Problem to solve: Copy, exactly and without additions, every line in the records below from the one holding "filename src/scoring/docscore.rs" through the one holding "pub enum TfIdfNorm", both ends included.

Data for the task:
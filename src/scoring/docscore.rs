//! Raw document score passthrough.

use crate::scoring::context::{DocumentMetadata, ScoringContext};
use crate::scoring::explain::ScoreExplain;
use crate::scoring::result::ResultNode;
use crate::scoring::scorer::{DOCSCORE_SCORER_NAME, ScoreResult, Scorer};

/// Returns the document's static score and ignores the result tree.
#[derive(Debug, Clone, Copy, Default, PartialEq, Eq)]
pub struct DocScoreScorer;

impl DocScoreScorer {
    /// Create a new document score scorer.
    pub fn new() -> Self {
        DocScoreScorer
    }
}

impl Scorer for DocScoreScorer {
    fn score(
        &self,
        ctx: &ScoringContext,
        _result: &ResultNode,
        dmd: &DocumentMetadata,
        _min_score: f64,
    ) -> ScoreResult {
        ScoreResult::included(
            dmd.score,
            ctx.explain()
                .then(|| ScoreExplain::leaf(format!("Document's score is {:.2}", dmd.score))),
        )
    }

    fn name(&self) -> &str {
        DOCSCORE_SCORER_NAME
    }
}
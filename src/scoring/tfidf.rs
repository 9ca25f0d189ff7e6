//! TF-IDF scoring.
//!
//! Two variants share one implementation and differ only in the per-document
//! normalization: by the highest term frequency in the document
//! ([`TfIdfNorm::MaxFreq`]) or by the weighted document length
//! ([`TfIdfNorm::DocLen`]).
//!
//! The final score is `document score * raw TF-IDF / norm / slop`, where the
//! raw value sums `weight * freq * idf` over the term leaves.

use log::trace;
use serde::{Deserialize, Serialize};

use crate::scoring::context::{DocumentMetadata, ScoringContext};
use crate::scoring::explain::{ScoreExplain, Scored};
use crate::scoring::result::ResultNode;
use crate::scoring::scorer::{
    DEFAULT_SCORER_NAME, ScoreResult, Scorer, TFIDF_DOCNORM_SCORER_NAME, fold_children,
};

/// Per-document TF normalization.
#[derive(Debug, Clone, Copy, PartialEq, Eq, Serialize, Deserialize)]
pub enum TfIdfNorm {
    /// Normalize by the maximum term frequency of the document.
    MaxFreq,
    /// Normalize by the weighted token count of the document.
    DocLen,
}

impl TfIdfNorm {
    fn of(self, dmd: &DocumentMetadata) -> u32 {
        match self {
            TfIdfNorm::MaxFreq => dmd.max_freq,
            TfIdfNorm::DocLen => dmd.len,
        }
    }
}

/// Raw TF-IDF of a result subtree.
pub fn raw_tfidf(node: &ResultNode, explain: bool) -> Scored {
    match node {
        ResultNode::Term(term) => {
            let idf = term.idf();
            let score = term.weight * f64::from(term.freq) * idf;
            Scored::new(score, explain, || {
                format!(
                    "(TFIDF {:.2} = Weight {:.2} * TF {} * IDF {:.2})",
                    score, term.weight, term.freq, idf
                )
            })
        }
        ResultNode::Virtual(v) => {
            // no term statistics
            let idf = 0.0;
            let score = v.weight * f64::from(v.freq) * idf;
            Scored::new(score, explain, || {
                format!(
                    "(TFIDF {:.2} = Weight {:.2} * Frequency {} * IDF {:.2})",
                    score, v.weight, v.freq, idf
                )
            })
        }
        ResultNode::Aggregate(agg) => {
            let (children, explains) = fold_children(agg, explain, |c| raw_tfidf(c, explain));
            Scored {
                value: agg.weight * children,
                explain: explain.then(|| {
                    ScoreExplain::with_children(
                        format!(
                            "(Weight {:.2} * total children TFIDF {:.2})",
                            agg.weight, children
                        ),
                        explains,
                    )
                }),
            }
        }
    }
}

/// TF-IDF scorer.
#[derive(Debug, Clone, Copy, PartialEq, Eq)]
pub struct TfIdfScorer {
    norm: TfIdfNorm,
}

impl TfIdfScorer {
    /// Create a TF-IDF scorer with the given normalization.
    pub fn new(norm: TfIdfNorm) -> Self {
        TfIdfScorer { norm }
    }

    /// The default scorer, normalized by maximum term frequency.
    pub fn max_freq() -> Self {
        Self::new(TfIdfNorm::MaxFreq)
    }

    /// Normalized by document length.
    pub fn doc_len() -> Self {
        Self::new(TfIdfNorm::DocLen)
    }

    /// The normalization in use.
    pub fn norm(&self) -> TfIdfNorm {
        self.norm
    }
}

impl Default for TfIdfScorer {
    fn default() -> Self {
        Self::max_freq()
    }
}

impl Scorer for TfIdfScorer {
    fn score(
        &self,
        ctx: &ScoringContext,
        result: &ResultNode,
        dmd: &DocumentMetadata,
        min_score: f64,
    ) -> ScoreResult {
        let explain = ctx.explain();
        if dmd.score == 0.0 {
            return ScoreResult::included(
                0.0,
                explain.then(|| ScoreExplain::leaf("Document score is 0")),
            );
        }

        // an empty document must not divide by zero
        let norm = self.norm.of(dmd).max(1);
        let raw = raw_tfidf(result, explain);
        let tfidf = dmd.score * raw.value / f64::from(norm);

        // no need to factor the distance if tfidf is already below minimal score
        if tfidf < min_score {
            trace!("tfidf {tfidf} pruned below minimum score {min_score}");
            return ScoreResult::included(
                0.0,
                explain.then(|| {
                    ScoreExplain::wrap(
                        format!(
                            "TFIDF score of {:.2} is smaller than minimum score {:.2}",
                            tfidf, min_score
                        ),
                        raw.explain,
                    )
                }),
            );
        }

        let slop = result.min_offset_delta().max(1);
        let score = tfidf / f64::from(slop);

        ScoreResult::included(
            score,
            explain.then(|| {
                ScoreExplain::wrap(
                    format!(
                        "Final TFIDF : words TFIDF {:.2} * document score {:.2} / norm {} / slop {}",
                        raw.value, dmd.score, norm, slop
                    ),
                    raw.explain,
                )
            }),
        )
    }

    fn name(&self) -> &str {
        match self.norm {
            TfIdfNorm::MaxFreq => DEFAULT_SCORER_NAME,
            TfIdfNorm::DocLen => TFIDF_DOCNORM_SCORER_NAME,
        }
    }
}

==

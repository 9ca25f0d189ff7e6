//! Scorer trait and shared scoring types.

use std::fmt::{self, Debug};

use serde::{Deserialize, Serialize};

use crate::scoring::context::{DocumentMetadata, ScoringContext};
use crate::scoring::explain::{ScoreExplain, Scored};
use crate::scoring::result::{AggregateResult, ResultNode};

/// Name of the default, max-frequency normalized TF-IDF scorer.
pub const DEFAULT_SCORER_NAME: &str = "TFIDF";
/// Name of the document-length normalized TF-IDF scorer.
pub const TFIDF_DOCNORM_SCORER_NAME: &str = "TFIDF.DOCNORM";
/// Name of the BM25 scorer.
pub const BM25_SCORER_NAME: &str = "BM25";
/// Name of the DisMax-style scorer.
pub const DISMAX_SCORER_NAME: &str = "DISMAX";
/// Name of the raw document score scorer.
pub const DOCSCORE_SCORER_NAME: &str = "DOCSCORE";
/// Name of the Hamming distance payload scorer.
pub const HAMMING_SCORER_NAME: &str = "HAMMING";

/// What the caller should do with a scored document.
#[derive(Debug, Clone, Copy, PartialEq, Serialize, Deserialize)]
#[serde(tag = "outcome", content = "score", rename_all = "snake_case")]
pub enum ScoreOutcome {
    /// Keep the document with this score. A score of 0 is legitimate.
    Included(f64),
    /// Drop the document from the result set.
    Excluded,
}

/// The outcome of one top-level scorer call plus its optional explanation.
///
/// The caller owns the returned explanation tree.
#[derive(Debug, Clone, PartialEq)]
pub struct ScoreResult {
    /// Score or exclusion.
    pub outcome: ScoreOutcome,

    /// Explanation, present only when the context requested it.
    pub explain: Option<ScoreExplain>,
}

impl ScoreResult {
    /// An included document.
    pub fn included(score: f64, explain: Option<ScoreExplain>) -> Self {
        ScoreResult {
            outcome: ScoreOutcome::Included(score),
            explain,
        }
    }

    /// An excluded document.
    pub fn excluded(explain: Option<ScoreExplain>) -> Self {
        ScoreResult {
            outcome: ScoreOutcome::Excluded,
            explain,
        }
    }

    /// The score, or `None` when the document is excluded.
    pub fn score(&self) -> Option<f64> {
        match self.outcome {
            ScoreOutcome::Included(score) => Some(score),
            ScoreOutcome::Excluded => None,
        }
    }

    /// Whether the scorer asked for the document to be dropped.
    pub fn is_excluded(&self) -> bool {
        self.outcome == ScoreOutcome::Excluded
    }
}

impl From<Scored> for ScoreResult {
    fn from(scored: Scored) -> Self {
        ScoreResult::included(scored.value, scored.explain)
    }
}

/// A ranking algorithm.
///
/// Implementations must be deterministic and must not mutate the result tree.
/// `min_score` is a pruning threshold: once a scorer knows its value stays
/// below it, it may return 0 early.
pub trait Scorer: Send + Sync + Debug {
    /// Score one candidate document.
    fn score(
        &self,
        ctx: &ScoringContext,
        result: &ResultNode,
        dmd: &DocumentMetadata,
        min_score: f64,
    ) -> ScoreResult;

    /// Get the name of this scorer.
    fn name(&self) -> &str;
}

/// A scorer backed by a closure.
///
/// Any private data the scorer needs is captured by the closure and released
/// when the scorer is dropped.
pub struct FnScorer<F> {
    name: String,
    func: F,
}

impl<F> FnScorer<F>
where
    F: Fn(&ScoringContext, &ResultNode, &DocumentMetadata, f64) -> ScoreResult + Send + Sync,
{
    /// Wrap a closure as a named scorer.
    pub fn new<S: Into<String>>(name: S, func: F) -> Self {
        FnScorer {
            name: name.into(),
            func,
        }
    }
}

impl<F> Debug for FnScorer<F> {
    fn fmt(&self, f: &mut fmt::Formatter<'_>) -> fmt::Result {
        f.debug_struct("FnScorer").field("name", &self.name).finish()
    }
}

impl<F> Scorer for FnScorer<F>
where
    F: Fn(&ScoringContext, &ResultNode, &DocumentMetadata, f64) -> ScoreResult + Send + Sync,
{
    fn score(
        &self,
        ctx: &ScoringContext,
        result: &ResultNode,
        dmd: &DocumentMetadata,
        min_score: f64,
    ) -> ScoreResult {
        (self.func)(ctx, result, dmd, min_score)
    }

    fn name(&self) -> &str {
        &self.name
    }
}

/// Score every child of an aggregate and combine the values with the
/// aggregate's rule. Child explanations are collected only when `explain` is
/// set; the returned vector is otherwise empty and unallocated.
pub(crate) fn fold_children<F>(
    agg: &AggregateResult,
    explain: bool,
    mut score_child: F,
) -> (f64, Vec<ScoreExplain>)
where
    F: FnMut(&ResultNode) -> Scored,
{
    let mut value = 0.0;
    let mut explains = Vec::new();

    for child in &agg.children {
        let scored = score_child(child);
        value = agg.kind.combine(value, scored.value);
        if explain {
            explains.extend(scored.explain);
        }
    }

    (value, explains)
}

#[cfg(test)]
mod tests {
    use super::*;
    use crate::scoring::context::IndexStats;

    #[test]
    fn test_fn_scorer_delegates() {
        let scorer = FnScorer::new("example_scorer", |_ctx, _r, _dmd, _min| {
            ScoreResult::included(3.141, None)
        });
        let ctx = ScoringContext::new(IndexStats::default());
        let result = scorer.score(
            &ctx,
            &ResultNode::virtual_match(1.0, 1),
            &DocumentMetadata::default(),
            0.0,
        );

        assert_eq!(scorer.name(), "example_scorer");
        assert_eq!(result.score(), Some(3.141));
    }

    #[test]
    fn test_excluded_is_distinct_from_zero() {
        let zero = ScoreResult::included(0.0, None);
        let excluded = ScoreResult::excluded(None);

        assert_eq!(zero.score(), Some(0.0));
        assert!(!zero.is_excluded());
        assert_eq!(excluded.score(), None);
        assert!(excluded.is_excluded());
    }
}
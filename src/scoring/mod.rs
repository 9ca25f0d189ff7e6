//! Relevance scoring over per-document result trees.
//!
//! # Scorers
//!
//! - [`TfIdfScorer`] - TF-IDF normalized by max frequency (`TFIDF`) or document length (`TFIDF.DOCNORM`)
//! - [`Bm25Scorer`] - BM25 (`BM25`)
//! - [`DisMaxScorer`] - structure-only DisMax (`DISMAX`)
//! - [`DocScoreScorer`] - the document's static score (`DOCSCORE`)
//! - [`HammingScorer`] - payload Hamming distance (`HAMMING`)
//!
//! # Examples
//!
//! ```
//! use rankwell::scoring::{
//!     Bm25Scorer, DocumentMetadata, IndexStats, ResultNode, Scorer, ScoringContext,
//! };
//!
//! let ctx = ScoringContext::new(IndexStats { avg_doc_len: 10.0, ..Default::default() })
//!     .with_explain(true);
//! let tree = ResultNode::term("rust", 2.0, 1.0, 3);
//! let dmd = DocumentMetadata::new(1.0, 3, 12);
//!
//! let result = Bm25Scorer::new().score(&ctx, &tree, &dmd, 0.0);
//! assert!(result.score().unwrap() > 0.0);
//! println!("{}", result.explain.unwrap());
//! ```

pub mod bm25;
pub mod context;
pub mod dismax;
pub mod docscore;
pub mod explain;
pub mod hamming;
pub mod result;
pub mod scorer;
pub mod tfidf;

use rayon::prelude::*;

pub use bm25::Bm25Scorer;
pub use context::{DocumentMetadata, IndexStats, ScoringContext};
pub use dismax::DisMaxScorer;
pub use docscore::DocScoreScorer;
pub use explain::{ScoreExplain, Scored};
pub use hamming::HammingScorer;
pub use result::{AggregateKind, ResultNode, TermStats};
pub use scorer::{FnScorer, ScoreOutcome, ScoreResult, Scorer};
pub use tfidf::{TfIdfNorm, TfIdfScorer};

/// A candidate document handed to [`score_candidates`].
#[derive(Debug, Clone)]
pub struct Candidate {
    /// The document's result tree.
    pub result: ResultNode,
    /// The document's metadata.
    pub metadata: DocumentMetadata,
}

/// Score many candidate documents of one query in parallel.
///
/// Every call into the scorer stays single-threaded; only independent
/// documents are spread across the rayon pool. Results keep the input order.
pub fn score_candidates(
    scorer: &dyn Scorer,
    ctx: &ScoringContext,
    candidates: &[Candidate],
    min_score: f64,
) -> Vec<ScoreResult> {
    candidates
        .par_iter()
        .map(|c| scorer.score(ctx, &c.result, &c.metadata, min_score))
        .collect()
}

Answer to this problem:
filename src/scoring/docscore.rs
//! Raw document score passthrough.

use crate::scoring::context::{DocumentMetadata, ScoringContext};
use crate::scoring::explain::ScoreExplain;
use crate::scoring::result::ResultNode;
use crate::scoring::scorer::{DOCSCORE_SCORER_NAME, ScoreResult, Scorer};

/// Returns the document's static score and ignores the result tree.
#[derive(Debug, Clone, Copy, Default, PartialEq, Eq)]
pub struct DocScoreScorer;

impl DocScoreScorer {
    /// Create a new document score scorer.
    pub fn new() -> Self {
        DocScoreScorer
    }
}

impl Scorer for DocScoreScorer {
    fn score(
        &self,
        ctx: &ScoringContext,
        _result: &ResultNode,
        dmd: &DocumentMetadata,
        _min_score: f64,
    ) -> ScoreResult {
        ScoreResult::included(
            dmd.score,
            ctx.explain()
                .then(|| ScoreExplain::leaf(format!("Document's score is {:.2}", dmd.score))),
        )
    }

    fn name(&self) -> &str {
        DOCSCORE_SCORER_NAME
    }
}
filename src/scoring/tfidf.rs
repository 9ca25f0d189ff7e6
//! TF-IDF scoring.
//!
//! Two variants share one implementation and differ only in the per-document
//! normalization: by the highest term frequency in the document
//! ([`TfIdfNorm::MaxFreq`]) or by the weighted document length
//! ([`TfIdfNorm::DocLen`]).
//!
//! The final score is `document score * raw TF-IDF / norm / slop`, where the
//! raw value sums `weight * freq * idf` over the term leaves.

use log::trace;
use serde::{Deserialize, Serialize};

use crate::scoring::context::{DocumentMetadata, ScoringContext};
use crate::scoring::explain::{ScoreExplain, Scored};
use crate::scoring::result::ResultNode;
use crate::scoring::scorer::{
    DEFAULT_SCORER_NAME, ScoreResult, Scorer, TFIDF_DOCNORM_SCORER_NAME, fold_children,
};

/// Per-document TF normalization.
#[derive(Debug, Clone, Copy, PartialEq, Eq, Serialize, Deserialize)]
pub enum TfIdfNorm {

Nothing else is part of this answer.